I broke the silence. “But you didn’t tell him you’ve already had it six times!”
“I know!” she laughed. “No, I didn’t tell any of them. If I was going to die, I would have already! I’m just ready for it to be over. I’m ready to stop hearing about it, to stop working with it. I’d like to work with people on other things!”
She paused. “Anyways, I would like to live a lot longer. My family tends to live well into their 90’s, barring things like pandemics! My second daughter is about to have her first baby. My other daughter just had her second. There’s a lot of growing up I would like to see.”
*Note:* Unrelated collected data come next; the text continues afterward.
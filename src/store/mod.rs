//! The relational store.
//!
//! One `Store` instance owns every entity collection for one bot process.
//! Mutations funnel through a single in-process lock, so each operation is a
//! critical section: callers never observe column membership and task
//! pointers out of sync. Operations validate first and mutate second, which
//! keeps a failed call side-effect-free.

pub mod boards;
pub mod subtasks;
pub mod tasks;
pub mod users;

use crate::config::StoreConfig;
use crate::error::{StoreError, StoreResult};
use crate::types::{Board, Subtask, Task, User};
use chrono::{DateTime, Utc};
use std::collections::HashMap;
use std::sync::{Arc, Mutex};
use uuid::Uuid;

/// Entity collections, keyed by id. Columns ride embedded in their board;
/// their `task_ids` are ordered lists of keys into `tasks`.
#[derive(Debug, Default)]
pub(crate) struct StoreInner {
    pub(crate) config: StoreConfig,
    pub(crate) boards: HashMap<String, Board>,
    pub(crate) tasks: HashMap<String, Task>,
    pub(crate) subtasks: HashMap<String, Subtask>,
    pub(crate) users: HashMap<String, User>,
}

impl StoreInner {
    pub(crate) fn board(&self, board_id: &str) -> StoreResult<&Board> {
        self.boards
            .get(board_id)
            .ok_or_else(|| StoreError::board_not_found(board_id))
    }

    pub(crate) fn board_mut(&mut self, board_id: &str) -> StoreResult<&mut Board> {
        self.boards
            .get_mut(board_id)
            .ok_or_else(|| StoreError::board_not_found(board_id))
    }

    pub(crate) fn task(&self, task_id: &str) -> StoreResult<&Task> {
        self.tasks
            .get(task_id)
            .ok_or_else(|| StoreError::task_not_found(task_id))
    }

    /// Reject names the store considers structurally invalid: empty after
    /// trimming, or longer than the configured bound.
    pub(crate) fn validate_name(&self, field: &str, value: &str) -> StoreResult<()> {
        if value.trim().is_empty() {
            return Err(StoreError::validation(field, "must not be empty"));
        }
        if value.chars().count() > self.config.max_name_len {
            return Err(StoreError::validation(
                field,
                format!("must be at most {} characters", self.config.max_name_len),
            ));
        }
        Ok(())
    }
}

/// Handle to a store instance. Cheap to clone; all clones share state.
///
/// Constructed once by the process entry point and passed to every command
/// handler. Never a process-wide singleton, so tests can run isolated stores
/// side by side.
#[derive(Clone)]
pub struct Store {
    inner: Arc<Mutex<StoreInner>>,
}

impl Store {
    /// Create an empty store with the default configuration.
    pub fn new() -> Self {
        Self::with_config(StoreConfig::default())
    }

    /// Create an empty store with an explicit configuration.
    pub fn with_config(config: StoreConfig) -> Self {
        Self {
            inner: Arc::new(Mutex::new(StoreInner {
                config,
                ..StoreInner::default()
            })),
        }
    }

    /// Run a read against the collections under the lock.
    pub(crate) fn with_inner<F, T>(&self, f: F) -> T
    where
        F: FnOnce(&StoreInner) -> T,
    {
        let inner = self.inner.lock().unwrap();
        f(&inner)
    }

    /// Run a mutation against the collections under the lock.
    pub(crate) fn with_inner_mut<F, T>(&self, f: F) -> T
    where
        F: FnOnce(&mut StoreInner) -> T,
    {
        let mut inner = self.inner.lock().unwrap();
        f(&mut inner)
    }

    /// Drop every entity. Used by the snapshot restore path and by hosts
    /// that recycle a store between test scenarios.
    pub fn clear(&self) {
        self.with_inner_mut(|inner| {
            inner.boards.clear();
            inner.tasks.clear();
            inner.subtasks.clear();
            inner.users.clear();
        });
        tracing::debug!("store cleared");
    }
}

impl Default for Store {
    fn default() -> Self {
        Self::new()
    }
}

/// Allocate a fresh entity id (UUID v7, time-ordered).
pub(crate) fn new_id() -> String {
    Uuid::now_v7().to_string()
}

/// Current wall-clock time for `created_at`/`updated_at` stamps.
pub(crate) fn now() -> DateTime<Utc> {
    Utc::now()
}

/// True if `s` is in the store's generated id format.
pub(crate) fn is_id_format(s: &str) -> bool {
    Uuid::parse_str(s).is_ok()
}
We had never talked about her mortality, although it had been on my mind since I met her. Since I felt her thin Seattle skin on my tough beach feet. Since those first months that her guidance pulled my body steadily back from the brink of irreparable illness. Through those years of checking in, hearing about her career bringing babies into the world, and escorting the dying out.
Each time I listened to her fiery spirit pumping out through her time-worn voice, I wondered and worried how old she was, but never asked. Not sure I wanted to know, or scared she would sense that I was selfishly so scared to lose her. Not sure what I would do without our one-hour phone calls, equal to weeks of doctors appointments and lab tests. Not sure if I would ever find another healer like her. The world needs more healers like her.
So I was happy to hear that she planned to live a while longer. I don’t need her as much now, because of what I’ve learned from her. But maybe there is still time to learn a little more, maybe there is time to carry on her legacy. Or at least time to be more of an admiring witness to her incredible life.